We’ve noticed a disturbing trend in hearing aid sales in our area. We’re seeing vendors use terms like “the latest available technology”. We can only assume they are referencing “available” as what they carry, since many of these vendors are not selling the manufacturers’ latest technology. Often their technology is one or more generations old in order to sell at a reduced cost. In one case, the hearing aids being sold were literally obsolete!
This distinction is important because hearing aids are medical devices. (Note that term when you see various listening devices advertised without the “hearing aid” reference. They don’t have to meet the rigorous safety requirements of a true hearing aid.) Hearing Aids are pieces of technology not unlike your cell phone. If you buy an older generation of hearing aid you can purchase the technology at a reduced price, but…

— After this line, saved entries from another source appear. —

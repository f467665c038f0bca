//! In-memory test doubles for the storage and chain seams.

use asset_indexer::{
    AssetHolder, AssetInfo, ChainRpc, Heartbeat, IndexerError, Notification, Result,
    StorageBackend, TxEvent, TxEventRow,
};
use async_trait::async_trait;
use parking_lot::Mutex;
use std::collections::{HashMap, HashSet};
use std::sync::atomic::{AtomicBool, AtomicU32, Ordering};
use std::time::{Duration, Instant};

#[derive(Default)]
struct MockState {
    tx_events: HashMap<String, TxEventRow>,
    holders: HashMap<(String, String), AssetHolder>,
    heartbeats: HashMap<String, (u32, Instant)>,
}

/// In-memory [`StorageBackend`] with the same observable semantics as the
/// Postgres implementation, plus test hooks for aging heartbeats and
/// simulating a database outage.
#[derive(Default)]
pub struct MockStorage {
    state: Mutex<MockState>,
    fail_applies: AtomicBool,
}

impl MockStorage {
    pub fn new() -> Self {
        Self::default()
    }

    /// Seeds a holder row.
    pub fn put_holder(&self, address: &str, contract: &str, balance: u64, transactions: u64) {
        self.state.lock().holders.insert(
            (address.to_string(), contract.to_string()),
            AssetHolder {
                address: address.to_string(),
                contract: contract.to_string(),
                balance,
                transactions,
            },
        );
    }

    pub fn holder(&self, address: &str, contract: &str) -> Option<AssetHolder> {
        self.state
            .lock()
            .holders
            .get(&(address.to_string(), contract.to_string()))
            .cloned()
    }

    pub fn tx_event(&self, tx_hash: &str) -> Option<TxEventRow> {
        self.state.lock().tx_events.get(tx_hash).cloned()
    }

    pub fn tx_event_count(&self) -> usize {
        self.state.lock().tx_events.len()
    }

    /// Moves a heartbeat row's last update into the past.
    pub fn age_heartbeat(&self, module: &str, secs: u64) {
        if let Some((_, last_update)) = self.state.lock().heartbeats.get_mut(module) {
            *last_update -= Duration::from_secs(secs);
        }
    }

    /// When set, `apply_batch` fails with a retryable error.
    pub fn set_db_outage(&self, outage: bool) {
        self.fail_applies.store(outage, Ordering::SeqCst);
    }
}

#[async_trait]
impl StorageBackend for MockStorage {
    async fn init_schema(&self) -> Result<()> {
        Ok(())
    }

    async fn apply_batch(&self, tx_events: &[TxEventRow], holders: &[AssetHolder]) -> Result<()> {
        if self.fail_applies.load(Ordering::SeqCst) {
            return Err(IndexerError::Internal("simulated db outage".to_string()));
        }
        let mut state = self.state.lock();
        for event in tx_events {
            state
                .tx_events
                .entry(event.tx_hash.clone())
                .or_insert_with(|| event.clone());
        }
        for holder in holders {
            state.holders.insert(
                (holder.address.clone(), holder.contract.clone()),
                holder.clone(),
            );
        }
        Ok(())
    }

    async fn existing_tx_hashes(&self, hashes: &[String]) -> Result<HashSet<String>> {
        let state = self.state.lock();
        Ok(hashes
            .iter()
            .filter(|h| state.tx_events.contains_key(*h))
            .cloned()
            .collect())
    }

    async fn holders_by_key(
        &self,
        keys: &[(String, String)],
    ) -> Result<HashMap<(String, String), AssetHolder>> {
        let state = self.state.lock();
        Ok(keys
            .iter()
            .filter_map(|k| state.holders.get(k).map(|h| (k.clone(), h.clone())))
            .collect())
    }

    async fn query_holders(
        &self,
        from: u32,
        count: u32,
        address: &str,
        contract: &str,
    ) -> Result<Vec<AssetHolder>> {
        let state = self.state.lock();
        let mut holders: Vec<AssetHolder> = state
            .holders
            .values()
            .filter(|h| {
                if address.is_empty() {
                    h.contract == contract
                } else if contract.is_empty() {
                    h.address == address
                } else {
                    h.address == address && h.contract == contract
                }
            })
            .cloned()
            .collect();
        holders.sort_by(|a, b| {
            b.balance
                .cmp(&a.balance)
                .then_with(|| a.address.cmp(&b.address))
        });
        if address.is_empty() {
            holders = holders
                .into_iter()
                .skip(from as usize)
                .take(count as usize)
                .collect();
        } else if count > 0 {
            holders.truncate(count as usize);
        }
        Ok(holders)
    }

    async fn holder_counts(&self) -> Result<HashMap<String, i64>> {
        let state = self.state.lock();
        let mut counts = HashMap::new();
        for holder in state.holders.values() {
            if holder.balance > 0 {
                *counts.entry(holder.contract.clone()).or_insert(0) += 1;
            }
        }
        Ok(counts)
    }

    async fn max_applied_height(&self) -> Result<u32> {
        let state = self.state.lock();
        Ok(state
            .tx_events
            .values()
            .map(|e| e.height)
            .max()
            .unwrap_or(0))
    }

    async fn is_genesis_applied(&self) -> Result<bool> {
        let state = self.state.lock();
        Ok(state.tx_events.values().any(|e| e.height == 0))
    }

    async fn heartbeat(&self, module: &str) -> Result<Option<Heartbeat>> {
        let state = self.state.lock();
        Ok(state.heartbeats.get(module).map(|(node_id, _)| Heartbeat {
            module: module.to_string(),
            node_id: *node_id,
        }))
    }

    async fn insert_heartbeat(&self, heartbeat: &Heartbeat) -> Result<()> {
        let mut state = self.state.lock();
        state
            .heartbeats
            .entry(heartbeat.module.clone())
            .or_insert((heartbeat.node_id, Instant::now()));
        Ok(())
    }

    async fn update_heartbeat(&self, module: &str, node_id: u32) -> Result<bool> {
        let mut state = self.state.lock();
        match state.heartbeats.get_mut(module) {
            Some((owner, last_update)) if *owner == node_id => {
                *last_update = Instant::now();
                Ok(true)
            }
            _ => Ok(false),
        }
    }

    async fn reset_heartbeat(
        &self,
        module: &str,
        new_node_id: u32,
        expected_prev: u32,
        timeout_secs: u32,
    ) -> Result<bool> {
        let mut state = self.state.lock();
        match state.heartbeats.get_mut(module) {
            Some((owner, last_update))
                if *owner == expected_prev
                    && last_update.elapsed() >= Duration::from_secs(u64::from(timeout_secs)) =>
            {
                *owner = new_node_id;
                *last_update = Instant::now();
                Ok(true)
            }
            _ => Ok(false),
        }
    }

    async fn check_heartbeat_timeout(&self, module: &str, timeout_secs: u32) -> Result<u32> {
        let state = self.state.lock();
        Ok(match state.heartbeats.get(module) {
            Some((owner, last_update))
                if last_update.elapsed() >= Duration::from_secs(u64::from(timeout_secs)) =>
            {
                *owner
            }
            _ => 0,
        })
    }
}

/// Scripted [`ChainRpc`]: a settable tip and per-height event lists.
#[derive(Default)]
pub struct MockChain {
    tip: AtomicU32,
    blocks: Mutex<HashMap<u32, Vec<TxEvent>>>,
}

impl MockChain {
    pub fn new() -> Self {
        Self::default()
    }

    pub fn set_tip(&self, height: u32) {
        self.tip.store(height, Ordering::SeqCst);
    }

    pub fn put_block(&self, height: u32, events: Vec<TxEvent>) {
        self.blocks.lock().insert(height, events);
    }
}

#[async_trait]
impl ChainRpc for MockChain {
    async fn current_block_height(&self) -> Result<u32> {
        Ok(self.tip.load(Ordering::SeqCst))
    }

    async fn block_events(&self, height: u32) -> Result<Vec<TxEvent>> {
        Ok(self.blocks.lock().get(&height).cloned().unwrap_or_default())
    }

    async fn native_asset_info(&self, _contract: &str) -> Result<AssetInfo> {
        Ok(AssetInfo {
            symbol: "COIN".to_string(),
            total_supply: 1_000_000_000,
            precision: 0,
        })
    }

    async fn pre_exec_invoke(&self, _contract: &str, method: &str) -> Result<String> {
        match method {
            // "PAX"
            "symbol" => Ok(hex::encode("PAX")),
            // 500_000 little-endian
            "totalSupply" => Ok("20a107".to_string()),
            "decimals" => Ok("08".to_string()),
            _ => Err(IndexerError::Rpc(format!("unknown method {method}"))),
        }
    }
}

/// A native-convention transfer event as the chain node reports it.
pub fn native_transfer_event(
    tx_hash: &str,
    contract: &str,
    from_b58: &str,
    to_b58: &str,
    amount: u64,
) -> TxEvent {
    TxEvent {
        tx_hash: tx_hash.to_string(),
        state: 1,
        gas_consumed: 10_000_000,
        notify: vec![Notification {
            contract: contract.to_string(),
            states: serde_json::json!(["transfer", from_b58, to_b58, amount]),
        }],
    }
}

- It’s not the latest technology. It may not have the bug fixes and enhanced features you can get with the current technology.
- It will be obsolete sooner. That doesn’t mean that it will fail, but manufacturers will only support technology for a limited length of time. That length of time is determined by the age of the tech, not when you bought it.
- Newer hearing aids use WiFi, Bluetooth and other proprietary methods of connecting to your cell phone and other devices. When you buy older generations of hearing aids, they may cease to work when you upgrade to a newer phone or sometimes, when your phone stays the same, but does an automatic software update.
- The cell phone applications you use to communicate with your hearing aid may be updated to run on a new operating system, while at the same time removing some support for older hearing aids.
Buying older technology can reduce your costs. In some cases, we can also sell you an older device, though we discourage it for the reasons listed above. That doesn’t mean we aren’t conscious of your budget concerns. We will help you weigh the cost differences. Even with new technology, there are various levels and cost points supported. As with anything, saving money today sometimes costs you more money down the road.
And remember, technology is not just important in the hearing aid itself, but also in the equipment used to determine whether you have a hearing loss and the appropriate treatment of that loss. The Sound Booth which we previously discussed here is just one of the pieces of tech we have to make sure your fitting is the best possible.
The other disturbing trend we’ve seen is the lack of up front and forthright discussion of the education that Audiologist have vs. hearing aid dispensers and the regulations they must follow. We’ve discussed the differences here before. (See previous post.) Wearing a lab coat does not make you a Doctor. Look for diplomas and other displays of your dispenser’s education. A Doctor of Audiology will have their degrees prominently displayed where you can see them. A Doctor of Audiology is not a medical doctor, but they are a doctorate level specialist in the field of Audiology. They have studied and worked hard to earn the right to put AuD after their name. If they are a Doctor of Audiologist, they will be proud of their doctorate and will be happy to discuss the differences in care and privacy you will receive from them. Don’t let that important difference be downplayed.
Be an informed consumer and ask the right questions.